Yates McKee, Strike Art: Contemporary Art and the Post-Occupy Condition (New York: Verso Books, 2017). [A book cover with the title "Strike Art: Contemporary Art and the Post-Occupy Condition" and author Yates McKee in black and grey on white ground. In the upper right corner, a red-toned image shows a group of standing men.]

In her recent essay “Lost Properties,” Chris Kraus profiles a number of artists who have found creative engagement in contexts far afield from the dominant institutions of the art world. There are art school graduates who operate a brewery to support a small gallery, and a group of artists who are organizing against the debt system. “Being an artist [today],” Kraus writes, “doesn’t necessarily mean making drawings or paintings or sculpture or even installations or videos. The desire to pursue a life in ‘fine art’ simply means a desire to respond creatively to the present, just as the disciplines of ‘poetry’ or ‘rock & roll’ were ciphers for countercultural lifestyles in other eras.”

The anti-debt organizers who Kraus discusses are involved in the Rolling Jubilee, a project of Strike Debt, an activist group that emerged from the ferment of Occupy Wall Street. The Rolling Jubilee purchases distressed debt for pennies on the dollar and then, instead of collecting on the debt, abolishes it. So far the project has abolished $18.5 million in medical and student loan debt. A central reason for the Rolling Jubilee’s success has been its use of tactics that powerfully combine symbolic and concrete forms of agitation—an approach that has been influenced by the artists involved in the project. Kraus suggests that if the Rolling Jubilee can be construed as partly an artistic undertaking, it is one that flouts received ideas about art and political engagement: “[The Rolling Jubilee] goes straight to the conceptual heart of semio-capital, in ways that material-based, old-fashioned ‘political art’ can only contemplate. Instead of producing objects that fetishize past revolutions, projects like the Rolling Jubilee abstract the concept of debt with wit and elegance, and, in the same gesture, attack and ameliorate it.”
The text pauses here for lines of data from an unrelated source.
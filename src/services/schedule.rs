//! Staff shift and leave log.

use std::fmt;
use std::str::FromStr;

use chrono::{DateTime, FixedOffset};
use serde::{Deserialize, Serialize};
use tracing::{info, instrument};
use utoipa::ToSchema;

use super::{next_sequential_id, SharedLocks};
use crate::errors::ServiceError;
use crate::models::cell;
use crate::store::{Sheet, SharedStore};

const SCHEDULE_RANGE: &str = "A:E";

#[derive(Debug, Clone, Copy, PartialEq, Eq, Serialize, Deserialize, ToSchema)]
#[serde(rename_all = "snake_case")]
pub enum ShiftType {
    Off,
    Duty,
    Standby,
    AnnualLeave,
}

impl FromStr for ShiftType {
    type Err = ServiceError;

    fn from_str(s: &str) -> Result<Self, Self::Err> {
        match s {
            "off" => Ok(ShiftType::Off),
            "duty" => Ok(ShiftType::Duty),
            "standby" => Ok(ShiftType::Standby),
            "annual_leave" => Ok(ShiftType::AnnualLeave),
            other => Err(ServiceError::ValidationError(format!(
                "invalid shift type: {other}"
            ))),
        }
    }
}

impl fmt::Display for ShiftType {
    fn fmt(&self, f: &mut fmt::Formatter<'_>) -> fmt::Result {
        let s = match self {
            ShiftType::Off => "off",
            ShiftType::Duty => "duty",
            ShiftType::Standby => "standby",
            ShiftType::AnnualLeave => "annual_leave",
        };
        f.write_str(s)
    }
}

/// Columns: log_id, staff_id, date, shift_type, applied_by.
#[derive(Debug, Clone, Serialize, Deserialize, ToSchema)]
pub struct ScheduleEntry {
    #[schema(example = "L25-001")]
    pub log_id: String,
    #[schema(example = "S02")]
    pub staff_id: String,
    #[schema(example = "2025-12-24")]
    pub date: String,
    #[schema(example = "off")]
    pub shift_type: String,
    #[schema(example = "S02")]
    pub applied_by: String,
}

pub struct ScheduleService {
    store: SharedStore,
    locks: SharedLocks,
}

impl ScheduleService {
    pub fn new(store: SharedStore, locks: SharedLocks) -> Self {
        Self { store, locks }
    }

    /// Schedule log, optionally restricted to an inclusive date window.
    /// Dates are `YYYY-MM-DD` strings, so plain string comparison orders them.
    pub async fn list(
        &self,
        start_date: Option<&str>,
        end_date: Option<&str>,
    ) -> Result<Vec<ScheduleEntry>, ServiceError> {
        let rows = self.store.get_rows(Sheet::Schedule, SCHEDULE_RANGE).await?;
        Ok(rows
            .iter()
            .skip(1)
            .map(|row| ScheduleEntry {
                log_id: cell(row, 0).to_string(),
                staff_id: cell(row, 1).to_string(),
                date: cell(row, 2).to_string(),
                shift_type: cell(row, 3).to_string(),
                applied_by: cell(row, 4).to_string(),
            })
            .filter(|entry| match (start_date, end_date) {
                (Some(start), Some(end)) => {
                    entry.date.as_str() >= start && entry.date.as_str() <= end
                }
                _ => true,
            })
            .collect())
    }

    /// Record one shift/leave application; the caller is the applier.
    #[instrument(skip(self))]
    pub async fn apply(
        &self,
        staff_id: &str,
        date: &str,
        shift_type: ShiftType,
        now: DateTime<FixedOffset>,
    ) -> Result<String, ServiceError> {
        let lock = self.locks.sequence(Sheet::Schedule);
        let _guard = lock.lock().await;

        let log_id = next_sequential_id(&self.store, Sheet::Schedule, "L", now).await?;
        let row = vec![
            log_id.clone(),
            staff_id.to_string(),
            date.to_string(),
            shift_type.to_string(),
            staff_id.to_string(),
        ];
        self.store.append_row(Sheet::Schedule, row).await?;
        info!(%log_id, %staff_id, %shift_type, "schedule application recorded");
        Ok(log_id)
    }
}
Rather than addressing abstract questions about the relationship between art and politics, this conversation will take a resolutely empirical approach. What kinds of actual social movements and radical projects are actual artists engaged in today? Do they participate as artists, or is this aspect of their identity incidental to their involvement? Do artists have particular skills and knowledge that can be useful to emancipatory struggles? Conversely, in what ways do artists, wittingly or otherwise, contribute to the cooptation and recuperation of these struggles?

For more information about the Rolling Jubillee click here

The Debt Resisters’ Operations Manual. Published by Strike Debt.

Lost Properties by Chris Kraus. Published by Semiotext(e), 2014.

Chris Kraus is the author of four novels, most recently Summer of Hate, and two books of art and cultural criticism. She co-organized the Artists Space exhibition Radical Localism: Art, Media and Culture from Pueblo Nuevo’s Mexicali Rose with Artists Space and Marco Vera. Her third novel, Torpor, will be released in Semiotexte critical edition in 2015, and she’s working on a biography of the American writer Kathy Acker.

Thomas Gokey is a visual artist, educator, and organizer with Strike Debt. He is currently a PhD candidate at the European Graduate School and received an MFA from the School of the Art Institute of Chicago. His work has been exhibited internationally. Recent projects include the LibraryFarm, a collective farm on public land in upstate New York, and GutenbAAAAARG, a pirate printing press. He is one of the people working on the Rolling Jubilee, a project of Strike Debt.

Yates McKee is an historian and critic of contemporary art writing in the aftermath of Occupy. He has worked with groups including Occupy Theory, Arts and Labor, Strike Debt, Global Ultra Luxury Faction, Direct Action Front for Palestine, Illuminator Collective, and Flood Wall Street. His writing has appeared in October, The Nation, Tidal, Artforum, Oxford Art Journal, and Waging Nonviolence, and his book Art After Occupy is forthcoming from Verso in 2015.